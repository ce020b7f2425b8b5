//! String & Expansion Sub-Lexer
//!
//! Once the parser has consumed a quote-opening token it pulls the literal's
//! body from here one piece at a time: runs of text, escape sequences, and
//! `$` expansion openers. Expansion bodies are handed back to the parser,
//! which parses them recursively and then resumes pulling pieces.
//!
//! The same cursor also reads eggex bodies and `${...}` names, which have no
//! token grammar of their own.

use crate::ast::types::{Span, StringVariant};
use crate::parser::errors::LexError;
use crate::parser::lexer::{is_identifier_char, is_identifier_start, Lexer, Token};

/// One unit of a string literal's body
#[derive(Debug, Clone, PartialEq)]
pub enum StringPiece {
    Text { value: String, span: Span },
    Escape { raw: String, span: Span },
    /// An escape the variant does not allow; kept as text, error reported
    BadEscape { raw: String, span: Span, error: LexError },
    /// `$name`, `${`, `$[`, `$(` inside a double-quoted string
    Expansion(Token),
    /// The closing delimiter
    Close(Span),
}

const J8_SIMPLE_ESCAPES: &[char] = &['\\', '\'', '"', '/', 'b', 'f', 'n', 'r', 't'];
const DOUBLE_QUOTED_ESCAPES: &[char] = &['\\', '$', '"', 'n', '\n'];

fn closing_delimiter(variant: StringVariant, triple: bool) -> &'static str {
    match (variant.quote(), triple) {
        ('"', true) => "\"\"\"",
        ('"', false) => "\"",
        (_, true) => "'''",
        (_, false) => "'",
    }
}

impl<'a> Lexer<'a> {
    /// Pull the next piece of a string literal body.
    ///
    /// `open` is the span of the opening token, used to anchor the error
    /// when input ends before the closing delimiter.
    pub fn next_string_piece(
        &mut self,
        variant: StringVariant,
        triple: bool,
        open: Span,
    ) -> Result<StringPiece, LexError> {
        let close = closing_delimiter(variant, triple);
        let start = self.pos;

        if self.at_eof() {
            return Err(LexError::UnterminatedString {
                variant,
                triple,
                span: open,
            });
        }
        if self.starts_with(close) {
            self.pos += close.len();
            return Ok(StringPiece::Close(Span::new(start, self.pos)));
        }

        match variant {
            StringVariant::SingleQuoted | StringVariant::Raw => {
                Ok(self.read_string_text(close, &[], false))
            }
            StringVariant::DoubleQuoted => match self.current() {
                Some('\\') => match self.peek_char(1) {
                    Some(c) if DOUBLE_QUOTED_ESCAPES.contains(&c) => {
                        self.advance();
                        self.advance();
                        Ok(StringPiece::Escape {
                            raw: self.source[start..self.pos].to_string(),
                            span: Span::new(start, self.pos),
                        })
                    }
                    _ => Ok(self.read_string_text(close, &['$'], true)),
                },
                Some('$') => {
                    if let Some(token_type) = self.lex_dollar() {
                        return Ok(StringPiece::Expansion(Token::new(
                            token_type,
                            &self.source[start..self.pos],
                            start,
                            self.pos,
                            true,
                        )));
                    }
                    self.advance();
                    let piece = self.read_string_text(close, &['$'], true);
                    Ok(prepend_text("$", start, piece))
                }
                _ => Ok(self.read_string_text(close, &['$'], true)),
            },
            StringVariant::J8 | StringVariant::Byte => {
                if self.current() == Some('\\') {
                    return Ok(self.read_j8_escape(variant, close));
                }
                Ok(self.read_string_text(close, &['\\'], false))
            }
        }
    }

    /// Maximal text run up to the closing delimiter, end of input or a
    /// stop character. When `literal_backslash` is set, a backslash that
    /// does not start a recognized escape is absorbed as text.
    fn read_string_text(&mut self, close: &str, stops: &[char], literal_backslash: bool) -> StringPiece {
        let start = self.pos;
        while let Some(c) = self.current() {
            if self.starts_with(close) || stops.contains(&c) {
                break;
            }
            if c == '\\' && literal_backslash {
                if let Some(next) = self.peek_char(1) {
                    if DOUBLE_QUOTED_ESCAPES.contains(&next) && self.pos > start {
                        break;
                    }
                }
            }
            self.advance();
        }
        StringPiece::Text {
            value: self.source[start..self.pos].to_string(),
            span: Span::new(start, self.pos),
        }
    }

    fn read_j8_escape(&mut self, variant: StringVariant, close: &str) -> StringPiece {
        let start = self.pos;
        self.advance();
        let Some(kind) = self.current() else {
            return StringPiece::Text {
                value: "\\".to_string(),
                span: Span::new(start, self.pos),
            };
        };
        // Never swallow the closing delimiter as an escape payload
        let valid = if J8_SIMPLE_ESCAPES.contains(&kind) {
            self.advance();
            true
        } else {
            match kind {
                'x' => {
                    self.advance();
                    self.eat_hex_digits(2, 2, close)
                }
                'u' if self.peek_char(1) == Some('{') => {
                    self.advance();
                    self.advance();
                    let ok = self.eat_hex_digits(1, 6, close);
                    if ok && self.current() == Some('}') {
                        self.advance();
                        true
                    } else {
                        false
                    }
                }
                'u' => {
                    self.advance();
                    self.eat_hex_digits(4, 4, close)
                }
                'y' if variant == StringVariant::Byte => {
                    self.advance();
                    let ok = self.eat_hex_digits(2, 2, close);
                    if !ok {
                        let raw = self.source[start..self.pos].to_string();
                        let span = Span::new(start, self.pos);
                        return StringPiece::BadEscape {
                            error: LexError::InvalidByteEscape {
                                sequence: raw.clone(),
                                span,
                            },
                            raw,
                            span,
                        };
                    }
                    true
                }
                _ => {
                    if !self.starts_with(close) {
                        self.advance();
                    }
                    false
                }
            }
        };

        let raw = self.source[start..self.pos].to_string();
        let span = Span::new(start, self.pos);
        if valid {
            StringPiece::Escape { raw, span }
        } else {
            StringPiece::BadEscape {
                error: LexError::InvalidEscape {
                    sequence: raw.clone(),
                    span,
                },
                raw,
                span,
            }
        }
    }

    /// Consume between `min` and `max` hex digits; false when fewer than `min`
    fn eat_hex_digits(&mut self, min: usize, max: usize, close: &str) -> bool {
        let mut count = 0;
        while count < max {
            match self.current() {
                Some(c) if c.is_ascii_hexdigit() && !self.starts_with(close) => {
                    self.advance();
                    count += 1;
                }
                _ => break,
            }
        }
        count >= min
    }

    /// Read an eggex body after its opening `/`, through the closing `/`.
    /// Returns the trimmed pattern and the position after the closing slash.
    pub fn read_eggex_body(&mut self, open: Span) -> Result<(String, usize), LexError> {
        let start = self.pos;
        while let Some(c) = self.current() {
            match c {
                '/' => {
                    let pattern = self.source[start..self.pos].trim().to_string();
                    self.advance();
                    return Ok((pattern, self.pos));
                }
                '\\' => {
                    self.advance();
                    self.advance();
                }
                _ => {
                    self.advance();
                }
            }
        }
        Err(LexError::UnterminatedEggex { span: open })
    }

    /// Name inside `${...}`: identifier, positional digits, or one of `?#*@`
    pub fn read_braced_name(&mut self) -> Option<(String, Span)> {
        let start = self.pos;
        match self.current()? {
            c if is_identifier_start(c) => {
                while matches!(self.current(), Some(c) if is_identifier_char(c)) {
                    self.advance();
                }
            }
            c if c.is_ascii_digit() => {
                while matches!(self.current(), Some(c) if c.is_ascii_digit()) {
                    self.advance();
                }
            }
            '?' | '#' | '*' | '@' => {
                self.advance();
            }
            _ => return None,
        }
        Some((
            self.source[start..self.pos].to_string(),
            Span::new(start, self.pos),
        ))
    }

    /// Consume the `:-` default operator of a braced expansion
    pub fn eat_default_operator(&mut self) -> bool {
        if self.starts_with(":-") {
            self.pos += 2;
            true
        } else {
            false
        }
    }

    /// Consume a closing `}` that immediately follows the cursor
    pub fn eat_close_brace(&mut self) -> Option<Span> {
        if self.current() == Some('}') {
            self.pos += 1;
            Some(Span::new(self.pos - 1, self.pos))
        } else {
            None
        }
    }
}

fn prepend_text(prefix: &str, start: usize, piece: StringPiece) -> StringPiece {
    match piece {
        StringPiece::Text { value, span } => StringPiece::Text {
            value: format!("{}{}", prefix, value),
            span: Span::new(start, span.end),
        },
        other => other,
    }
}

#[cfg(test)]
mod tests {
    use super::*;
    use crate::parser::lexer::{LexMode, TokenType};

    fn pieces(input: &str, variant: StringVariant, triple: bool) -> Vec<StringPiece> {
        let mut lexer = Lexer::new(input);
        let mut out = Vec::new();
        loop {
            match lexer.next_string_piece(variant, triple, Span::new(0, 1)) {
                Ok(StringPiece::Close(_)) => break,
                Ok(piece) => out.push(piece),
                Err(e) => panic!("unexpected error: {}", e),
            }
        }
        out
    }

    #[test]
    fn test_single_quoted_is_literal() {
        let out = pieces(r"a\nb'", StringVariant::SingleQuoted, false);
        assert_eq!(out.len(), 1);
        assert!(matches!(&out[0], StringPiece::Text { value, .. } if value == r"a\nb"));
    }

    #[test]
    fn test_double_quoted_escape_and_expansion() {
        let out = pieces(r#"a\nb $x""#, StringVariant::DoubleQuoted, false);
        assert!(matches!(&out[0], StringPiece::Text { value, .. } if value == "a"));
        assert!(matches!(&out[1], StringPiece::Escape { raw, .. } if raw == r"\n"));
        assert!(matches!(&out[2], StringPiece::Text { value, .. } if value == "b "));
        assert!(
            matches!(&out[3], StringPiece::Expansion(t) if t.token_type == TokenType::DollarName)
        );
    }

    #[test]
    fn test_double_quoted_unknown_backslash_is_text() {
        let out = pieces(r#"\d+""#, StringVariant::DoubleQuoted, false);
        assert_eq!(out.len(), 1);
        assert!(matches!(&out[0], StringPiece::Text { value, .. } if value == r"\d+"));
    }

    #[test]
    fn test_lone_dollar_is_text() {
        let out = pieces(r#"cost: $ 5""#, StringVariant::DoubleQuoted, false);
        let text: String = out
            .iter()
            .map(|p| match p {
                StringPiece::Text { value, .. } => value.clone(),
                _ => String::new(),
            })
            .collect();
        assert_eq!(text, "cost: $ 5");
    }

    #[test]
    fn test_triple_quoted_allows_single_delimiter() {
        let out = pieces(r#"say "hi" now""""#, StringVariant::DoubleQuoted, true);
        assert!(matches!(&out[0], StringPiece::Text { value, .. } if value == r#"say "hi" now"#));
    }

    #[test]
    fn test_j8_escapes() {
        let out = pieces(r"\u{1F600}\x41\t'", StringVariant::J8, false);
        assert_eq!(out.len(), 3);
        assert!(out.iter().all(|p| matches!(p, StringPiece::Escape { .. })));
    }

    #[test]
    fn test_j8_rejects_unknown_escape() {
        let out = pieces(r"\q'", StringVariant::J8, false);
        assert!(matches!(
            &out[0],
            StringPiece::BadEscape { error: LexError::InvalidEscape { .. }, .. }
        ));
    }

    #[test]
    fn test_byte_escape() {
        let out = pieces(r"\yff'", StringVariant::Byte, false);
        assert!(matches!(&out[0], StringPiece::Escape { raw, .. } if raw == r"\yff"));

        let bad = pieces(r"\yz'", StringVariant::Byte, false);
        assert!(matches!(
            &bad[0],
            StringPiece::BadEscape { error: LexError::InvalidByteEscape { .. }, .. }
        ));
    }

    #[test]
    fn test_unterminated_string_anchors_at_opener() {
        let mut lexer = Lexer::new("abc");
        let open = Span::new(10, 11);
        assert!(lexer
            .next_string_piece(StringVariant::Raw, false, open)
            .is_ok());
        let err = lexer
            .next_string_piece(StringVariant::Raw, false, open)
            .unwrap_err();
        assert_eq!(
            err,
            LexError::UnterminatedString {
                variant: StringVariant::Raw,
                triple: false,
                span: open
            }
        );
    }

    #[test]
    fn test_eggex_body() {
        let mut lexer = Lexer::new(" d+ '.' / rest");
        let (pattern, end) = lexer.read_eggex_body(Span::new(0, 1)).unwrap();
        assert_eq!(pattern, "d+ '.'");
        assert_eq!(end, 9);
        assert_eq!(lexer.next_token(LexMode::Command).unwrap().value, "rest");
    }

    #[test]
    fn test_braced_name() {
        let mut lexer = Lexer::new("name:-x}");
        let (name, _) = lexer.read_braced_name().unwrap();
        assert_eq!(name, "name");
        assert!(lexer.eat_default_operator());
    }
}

Exercise details – Copy every line in the listing above where the string "source" turns up.

Written solution –
                            raw: self.source[start..self.pos].to_string(),
                            &self.source[start..self.pos],
            value: self.source[start..self.pos].to_string(),
                        let raw = self.source[start..self.pos].to_string();
        let raw = self.source[start..self.pos].to_string();
                    let pattern = self.source[start..self.pos].trim().to_string();
            self.source[start..self.pos].to_string(),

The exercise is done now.